The attempt to assassinate Uday was the latest episode in a series of feuds which have split Saddam's extended family, the basis of his power. The gunmen knew exactly where to wait because Ra'ad al-Hazaa, the nephew of a general who was executed in 1990, despite being a member of the ruling clan, told them the time and place of the party.
There have always been Iraqis willing to die in order to kill top members of the regime, but for the first time they were getting information from within the inner circle. Like the Yorkists in Richard III the relatives of Saddam Hussein are being consumed by infighting of ferocious savagery. The casualty list is impressive. Last year Uday organised the murders of Lt Gen Hussein Kamil and Saddam Kamil, both of whom were twice related to him as his cousins and brothers-in-law, and had unwisely returned from exile in Amman. The year before, Uday shot his uncle Watban, a former Interior Minister, through the leg at a drunken party beside the Tigris in Baghdad. Several gypsy dancers were killed at the same time.
With every killing there is hope among Saddam's many enemies that the regime's inner core is disintegrating. Last week an American official in Washington mentioned casually that Sajida, Saddam Hussein's wife, was under house arrest because she refused to forgive the deaths of Hussein Kamil and Saddam Kamil, and that there was turmoil in Baghdad. There may be some truth in this as it was officially denied by Iraq, which normally does not comment on such stories.
So far the rifts within the ruling family have not affected life in the streets of Baghdad. Qusai, Saddam Hussein's other son, has overall control of the security services. No form of dissent or minor infringement of the law escapes punishment. For instance the doctor who tended Watban, the half-brother of Saddam Hussein shot by Uday in 1995, returned each night, not to his home, but to prison. He was serving six-months for rigging up a satellite dish on his roof to receive foreign television broadcasts.

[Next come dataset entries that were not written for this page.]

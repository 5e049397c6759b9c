//! Spatial references and point reprojection.
//!
//! CRS definitions come from the `crs-definitions` EPSG database and points are
//! transformed with `proj4rs`, so no native PROJ installation is required.

use std::fmt;
use std::str::FromStr;

use proj4rs::proj::Proj;
use proj4rs::transform::transform;

use crate::preprocessing::common::error::{PreProcessError, Result};

/// EPSG code of geographic WGS84, the footprint target reference.
pub const WGS84_EPSG: u16 = 4326;

/// A coordinate reference system identified by its EPSG code.
#[derive(Debug, Clone, Copy, PartialEq, Eq, Hash)]
pub struct SpatialReference {
    epsg: u16,
}

impl SpatialReference {
    /// Creates a reference, failing when the code is not in the EPSG database.
    pub fn from_epsg(epsg: u16) -> Result<Self> {
        if crs_definitions::from_code(epsg).is_none() {
            return Err(PreProcessError::ProjectionError(format!(
                "EPSG:{epsg} is not in the crs-definitions database"
            )));
        }
        Ok(Self { epsg })
    }

    pub fn wgs84() -> Self {
        Self { epsg: WGS84_EPSG }
    }

    pub fn epsg(&self) -> u16 {
        self.epsg
    }

    pub fn proj_string(&self) -> Option<&'static str> {
        crs_definitions::from_code(self.epsg).map(|def| def.proj4)
    }

    pub fn is_geographic(&self) -> bool {
        match self.proj_string() {
            Some(proj) => proj.contains("+proj=longlat"),
            None => self.epsg == WGS84_EPSG,
        }
    }
}

impl fmt::Display for SpatialReference {
    fn fmt(&self, f: &mut fmt::Formatter<'_>) -> fmt::Result {
        write!(f, "EPSG:{}", self.epsg)
    }
}

/// Accepts `EPSG:<code>` (case-insensitive) or a bare code.
impl FromStr for SpatialReference {
    type Err = PreProcessError;

    fn from_str(s: &str) -> Result<Self> {
        let s = s.trim();
        let code = match s.get(..5) {
            Some(prefix) if prefix.eq_ignore_ascii_case("epsg:") => &s[5..],
            _ => s,
        };
        let epsg = code.parse::<u16>().map_err(|_| {
            PreProcessError::InvalidConfigError(format!("invalid CRS identifier '{s}'"))
        })?;
        Self::from_epsg(epsg)
    }
}

/// Point transformer between two spatial references.
pub struct CoordinateTransform {
    source: Proj,
    target: Proj,
    source_geographic: bool,
    target_geographic: bool,
    identity: bool,
}

impl CoordinateTransform {
    pub fn new(source: &SpatialReference, target: &SpatialReference) -> Result<Self> {
        let source_proj = build_proj(source)?;
        let target_proj = build_proj(target)?;
        Ok(Self {
            source: source_proj,
            target: target_proj,
            source_geographic: source.is_geographic(),
            target_geographic: target.is_geographic(),
            identity: source == target,
        })
    }

    /// Transforms one point; geographic coordinates are in degrees (x = lon).
    pub fn transform(&self, x: f64, y: f64) -> Result<(f64, f64)> {
        if self.identity {
            return Ok((x, y));
        }

        // proj4rs works in radians for geographic systems
        let mut point = if self.source_geographic {
            (x.to_radians(), y.to_radians(), 0.0)
        } else {
            (x, y, 0.0)
        };

        transform(&self.source, &self.target, &mut point)
            .map_err(|e| PreProcessError::ProjectionError(format!("{e:?}")))?;

        let out = if self.target_geographic {
            (point.0.to_degrees(), point.1.to_degrees())
        } else {
            (point.0, point.1)
        };

        if !out.0.is_finite() || !out.1.is_finite() {
            return Err(PreProcessError::ProjectionError(format!(
                "point ({x}, {y}) has no finite image in the target reference"
            )));
        }
        Ok(out)
    }
}

fn build_proj(srs: &SpatialReference) -> Result<Proj> {
    let proj_string = srs.proj_string().ok_or_else(|| {
        PreProcessError::ProjectionError(format!("{srs} is not in the crs-definitions database"))
    })?;
    Proj::from_proj_string(proj_string)
        .map_err(|e| PreProcessError::ProjectionError(format!("invalid projection {srs}: {e:?}")))
}
use tracing::debug;

use crate::preprocessing::common::error::{PreProcessError, Result};
use crate::preprocessing::pipeline::PreProcessConfig;
use crate::preprocessing::raster::types::RasterHandle;
use crate::preprocessing::steps::{
    BandMapping, BandSelection, ColorIndex, NoDataAssignment, OverviewGeneration, Reprojection,
    TransformStep,
};
use crate::preprocessing::strategy::PlanningStrategy;

/// Prepares rasters for fast map rendering: byte RGB(A) composition,
/// optional palette indexing and overview pyramids.
#[derive(Debug, Clone, Copy, Default)]
pub struct WmsStrategy;

impl WmsStrategy {
    fn band_selection(
        &self,
        raster: &RasterHandle,
        config: &PreProcessConfig,
    ) -> Result<Option<BandSelection>> {
        let Some(expected) = config.band_mode.band_count() else {
            if config.explicit_bands().is_some() {
                return Err(PreProcessError::InvalidBandConfigError(
                    "band mode is 'original', but bands are given".to_string(),
                ));
            }
            return Ok(None);
        };

        let mappings = match config.explicit_bands() {
            Some(bands) if bands.len() != expected => {
                return Err(PreProcessError::InvalidBandConfigError(format!(
                    "wrong number of bands given for {} mode, expected {}, got {}",
                    config.band_mode,
                    expected,
                    bands.len()
                )));
            }
            Some(bands) => bands.to_vec(),
            None if raster.band_count() == 1 => vec![BandMapping::auto(1); expected],
            None => (1..=expected).map(BandMapping::auto).collect(),
        };

        let selection = BandSelection::new(mappings);
        selection.validate(raster.band_count())?;
        Ok(Some(selection))
    }
}

impl PlanningStrategy for WmsStrategy {
    fn plan(&self, raster: &RasterHandle, config: &PreProcessConfig) -> Result<Vec<TransformStep>> {
        let mut steps = Vec::new();

        if let Some(crs) = config.crs {
            steps.push(TransformStep::Reprojection(Reprojection::new(crs)));
        }

        let selection = self.band_selection(raster, config)?;
        let output_bands = selection
            .as_ref()
            .map_or(raster.band_count(), |s| s.mappings.len());
        if let Some(selection) = selection {
            steps.push(TransformStep::BandSelection(selection));
        }

        if config.color_index {
            if !matches!(output_bands, 3 | 4) {
                return Err(PreProcessError::InvalidBandConfigError(format!(
                    "color indexing needs 3 or 4 bands, {output_bands} would be produced"
                )));
            }
            steps.push(TransformStep::ColorIndex(ColorIndex::new(
                config.palette_file.clone(),
            )));
        }

        if let Some(value) = config.nodata {
            steps.push(TransformStep::NoDataAssignment(NoDataAssignment::new(value)));
        }

        debug!(
            "Planned steps: [{}]",
            steps.iter().map(|s| s.name()).collect::<Vec<_>>().join(", ")
        );
        Ok(steps)
    }

    fn plan_post(
        &self,
        _raster: &RasterHandle,
        config: &PreProcessConfig,
    ) -> Result<Vec<TransformStep>> {
        if !config.overviews {
            return Ok(Vec::new());
        }
        Ok(vec![TransformStep::OverviewGeneration(OverviewGeneration::new(
            config.overview_levels.clone(),
            config.overview_resampling,
        ))])
    }
}
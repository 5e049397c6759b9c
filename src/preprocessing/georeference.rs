//! Geo-referencing of rasters that carry no usable geotransform.

use geo::{Coord, LineString, Polygon};
use tracing::debug;

use crate::preprocessing::common::error::{PreProcessError, Result};
use crate::preprocessing::raster::projection::{CoordinateTransform, SpatialReference};
use crate::preprocessing::raster::types::{GeoTransform, RasterHandle};

/// Raster with georeferencing applied, plus an optional ready-made footprint
/// in (longitude, latitude).
#[derive(Debug)]
pub struct GeoReferenced {
    pub raster: RasterHandle,
    pub footprint: Option<Polygon<f64>>,
}

pub trait GeoReferenceApplier {
    fn apply(&self, raster: RasterHandle) -> Result<GeoReferenced>;
}

/// Assigns a known geotransform and spatial reference.
#[derive(Debug, Clone, Copy, PartialEq)]
pub struct AffineGeoReference {
    pub geo_transform: GeoTransform,
    pub spatial_ref: SpatialReference,
}

impl AffineGeoReference {
    pub fn new(geo_transform: GeoTransform, spatial_ref: SpatialReference) -> Self {
        Self {
            geo_transform,
            spatial_ref,
        }
    }
}

impl GeoReferenceApplier for AffineGeoReference {
    fn apply(&self, raster: RasterHandle) -> Result<GeoReferenced> {
        if self.geo_transform.invert().is_none() {
            return Err(PreProcessError::InvalidConfigError(
                "geotransform is not invertible".to_string(),
            ));
        }
        debug!("Applying geotransform {:?} in {}", self.geo_transform.0, self.spatial_ref);
        Ok(GeoReferenced {
            raster: raster
                .with_geo_transform(self.geo_transform)
                .with_spatial_ref(Some(self.spatial_ref)),
            footprint: None,
        })
    }
}

/// Stretches the raster over a north-up bounding box.
///
/// The box corners also serve as the footprint, so no tracing takes place.
#[derive(Debug, Clone, Copy, PartialEq)]
pub struct ExtentGeoReference {
    pub min_x: f64,
    pub min_y: f64,
    pub max_x: f64,
    pub max_y: f64,
    pub spatial_ref: SpatialReference,
}

impl ExtentGeoReference {
    pub fn new(extent: [f64; 4], spatial_ref: SpatialReference) -> Result<Self> {
        let [min_x, min_y, max_x, max_y] = extent;
        if !(min_x < max_x && min_y < max_y) {
            return Err(PreProcessError::InvalidConfigError(format!(
                "empty extent {extent:?}"
            )));
        }
        Ok(Self {
            min_x,
            min_y,
            max_x,
            max_y,
            spatial_ref,
        })
    }

    fn footprint(&self) -> Result<Polygon<f64>> {
        let corners = [
            (self.min_x, self.max_y),
            (self.max_x, self.max_y),
            (self.max_x, self.min_y),
            (self.min_x, self.min_y),
        ];
        let transform = if self.spatial_ref.is_geographic() {
            None
        } else {
            Some(CoordinateTransform::new(&self.spatial_ref, &SpatialReference::wgs84())?)
        };
        let coords = corners
            .iter()
            .map(|&(x, y)| {
                let (x, y) = match &transform {
                    Some(t) => t.transform(x, y)?,
                    None => (x, y),
                };
                Ok(Coord { x, y })
            })
            .collect::<Result<Vec<_>>>()?;
        Ok(Polygon::new(LineString::new(coords), Vec::new()))
    }
}

impl GeoReferenceApplier for ExtentGeoReference {
    fn apply(&self, raster: RasterHandle) -> Result<GeoReferenced> {
        let geo_transform = GeoTransform([
            self.min_x,
            (self.max_x - self.min_x) / raster.width as f64,
            0.0,
            self.max_y,
            0.0,
            -(self.max_y - self.min_y) / raster.height as f64,
        ]);
        let footprint = self.footprint()?;
        Ok(GeoReferenced {
            raster: raster
                .with_geo_transform(geo_transform)
                .with_spatial_ref(Some(self.spatial_ref)),
            footprint: Some(footprint),
        })
    }
}

#[cfg(test)]
mod tests {
    use super::*;
    use crate::preprocessing::raster::types::{Band, PixelType};

    fn plain(width: usize, height: usize) -> RasterHandle {
        RasterHandle::new(width, height, vec![Band::new(vec![1.0; width * height], PixelType::Byte)])
            .unwrap()
    }

    #[test]
    fn test_affine() {
        let gt = GeoTransform([100.0, 2.0, 0.0, 200.0, 0.0, -2.0]);
        let applied = AffineGeoReference::new(gt, SpatialReference::wgs84())
            .apply(plain(2, 2))
            .unwrap();
        assert_eq!(applied.raster.geo_transform, gt);
        assert!(applied.raster.is_georeferenced());
        assert!(applied.footprint.is_none());
    }

    #[test]
    fn test_affine_rejects_singular() {
        let gt = GeoTransform([0.0, 0.0, 0.0, 0.0, 0.0, 0.0]);
        let result = AffineGeoReference::new(gt, SpatialReference::wgs84()).apply(plain(1, 1));
        assert!(matches!(result, Err(PreProcessError::InvalidConfigError(_))));
    }

    #[test]
    fn test_extent() {
        let reference =
            ExtentGeoReference::new([10.0, 40.0, 14.0, 42.0], SpatialReference::wgs84()).unwrap();
        let applied = reference.apply(plain(4, 2)).unwrap();

        assert_eq!(
            applied.raster.geo_transform,
            GeoTransform([10.0, 1.0, 0.0, 42.0, 0.0, -1.0])
        );
        let footprint = applied.footprint.unwrap();
        assert_eq!(footprint.exterior().0[0], Coord { x: 10.0, y: 42.0 });
        assert_eq!(footprint.exterior().0.len(), 5);
    }

    #[test]
    fn test_empty_extent() {
        assert!(ExtentGeoReference::new([1.0, 1.0, 1.0, 2.0], SpatialReference::wgs84()).is_err());
    }
}
use crate::error::{AnalysisError, Result};
use crate::frame::DispatchFrame;
use crate::series::{Series, TimeIndex};
use serde::{Deserialize, Serialize};
use std::collections::BTreeMap;
use std::fmt;
use std::sync::Arc;

#[derive(Debug, PartialEq, Eq, PartialOrd, Ord, Hash, Copy, Clone, Serialize, Deserialize)]
pub enum DemandKind {
    /// Day-ahead (inflexible) demand, "DA".
    DayAhead,
    /// Flexible demand, "Flex".
    Flexible,
}

impl fmt::Display for DemandKind {
    fn fmt(&self, f: &mut fmt::Formatter<'_>) -> fmt::Result {
        match self {
            DemandKind::DayAhead => f.write_str("DA"),
            DemandKind::Flexible => f.write_str("Flex"),
        }
    }
}

/// Demand series (MW) keyed by kind and zone.
#[derive(Debug, Clone, PartialEq)]
pub struct DemandTable {
    index: Arc<TimeIndex>,
    series: BTreeMap<(DemandKind, String), Series>,
}

impl DemandTable {
    pub fn new(index: Arc<TimeIndex>) -> Self {
        Self {
            index,
            series: BTreeMap::new(),
        }
    }

    pub fn index(&self) -> &Arc<TimeIndex> {
        &self.index
    }

    pub fn insert(&mut self, kind: DemandKind, zone: impl Into<String>, series: Series) -> Result<()> {
        let zone = zone.into();
        series.ensure_aligned(&format!("{} demand of {}", kind, zone), &self.index)?;
        self.series.insert((kind, zone), series);
        Ok(())
    }

    pub fn get(&self, kind: DemandKind, zone: &str) -> Option<&Series> {
        self.series.get(&(kind, zone.to_string()))
    }

    /// Zones with day-ahead demand.
    pub fn zones(&self) -> impl Iterator<Item = &str> {
        self.series
            .keys()
            .filter(|(kind, _)| *kind == DemandKind::DayAhead)
            .map(|(_, zone)| zone.as_str())
    }

    /// Total demand of a zone: day-ahead demand, plus the power consumed by
    /// the zone's power-to-X units (sum of the columns of
    /// `power_consumption`), plus flexible demand.
    pub fn zone_demand(&self, zone: &str, power_consumption: Option<&DispatchFrame>) -> Result<Series> {
        let day_ahead = self
            .get(DemandKind::DayAhead, zone)
            .ok_or_else(|| AnalysisError::EmptyInput(format!("no day-ahead demand for {}", zone)))?;

        let mut total = day_ahead.clone();
        if let Some(consumption) = power_consumption {
            if !consumption.is_aligned_with(&self.index) {
                return Err(AnalysisError::index_mismatch(
                    &format!("power consumption of {}", zone),
                    &self.index,
                    consumption.index(),
                ));
            }
            total = total.zip_with(&consumption.total(), "power consumption", |d, c| d + c)?;
        }
        if let Some(flexible) = self.get(DemandKind::Flexible, zone) {
            total = total.zip_with(flexible, "flexible demand", |d, f| d + f)?;
        }
        Ok(total)
    }
}

#[cfg(test)]
mod tests {
    use super::*;
    use crate::tests::fixtures::{frame, hourly, series};
    use anyhow::Result;

    #[test]
    fn test_zone_demand() -> Result<()> {
        let index = hourly(2);
        let mut table = DemandTable::new(index.clone());
        table.insert(DemandKind::DayAhead, "BE", series(&index, &[100.0, 110.0]))?;
        table.insert(DemandKind::Flexible, "BE", series(&index, &[5.0, 0.0]))?;
        table.insert(DemandKind::DayAhead, "FR", series(&index, &[300.0, 310.0]))?;

        let p2h = frame(&index, &[("BE_P2HT", &[1.0, 2.0]), ("BE_ELYS", &[3.0, 4.0])]);
        let demand = table.zone_demand("BE", Some(&p2h))?;
        assert_eq!(demand.values(), &[109.0, 116.0]);

        let demand = table.zone_demand("FR", None)?;
        assert_eq!(demand.values(), &[300.0, 310.0]);
        assert_eq!(table.zones().collect::<Vec<_>>(), ["BE", "FR"]);
        Ok(())
    }

    #[test]
    fn test_missing_zone() {
        let table = DemandTable::new(hourly(2));
        let err = table.zone_demand("BE", None).unwrap_err();
        assert!(matches!(err, AnalysisError::EmptyInput(_)));
    }

    #[test]
    fn test_insert_misaligned() {
        let mut table = DemandTable::new(hourly(2));
        let err = table
            .insert(DemandKind::DayAhead, "BE", series(&hourly(3), &[1.0, 1.0, 1.0]))
            .unwrap_err();
        assert!(matches!(err, AnalysisError::IndexMismatch { .. }));
    }
}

Nevertheless the present divisions are important because the regime which came to power in a military coup in 1968, engineered in part by Saddam, was always dependent on family or clan loyalties. The ruling elite are Sunni Muslims from the towns north of Baghdad on the Tigris and Euphrates. But the inner circle has a narrower base. They all come from Tikrit, a dreary town on the Tigris, previously famous only as the birthplace of Saladin and for long the ruling group has been known simply as "the Tikritis".
There is nothing extraordinary in the Arab world about a leader relying on his tribe, clan or family for the senior lieutenants of his regime. Saddam has followed the old Arab adage: "Me and my cousin against the world." But in Iraq his efforts to strengthen the bonds reached almost incestuous proportions. Sajida, Saddam Hussein's wife, is also his cousin. The unfortunate Lt Gen Hussein Kamil, at one time considered a likely successor to Saddam, was his paternal cousin and was married to his daughter Raghd.
Saddam's favourite film is said to be The Godfather with its romanticisation of the Mafia family. And, as in The Godfather, the violence which Saddam used to visit on his enemies has gradually turned inwards. In the 11 years up to 1979 when he became unchallenged leader of Iraq he marginalised other leaders, notably the first President Ahmed Hassan al-Bakr. In the 1980s his chief lieutenants were all interrelated. Ali Hassan al-Majid, known as "Ali Chemical", was notorious for gassing the Kurds. Another cousin, Adnan Kharallah Tulfah, the brother of Sajida, was Defence Minister until he was killed in a helicopter crash in 1989 which Iraqis believe, possibly wrongly, was intentional.
It was the rise of Uday, Saddam's elder son, however, which finally broke the solidarity of the inner family. In 1988 Saddam asked the Justice Minister to investigate the beating to death of his personal bodyguard Kamil Hanna Jajo by Uday, then 24, during a party at a discotheque on an island in the Tigris. Saddam said his son, who already had a reputation as a violent drunk, had three times tried to kill himself. In Baghdad the motive for the murder was said to be that Jajo was the go-between in an affair between Saddam and his mistress. Further evidence for this is that Sajida took Uday's side and went into self-imposed exile in Iraq or abroad.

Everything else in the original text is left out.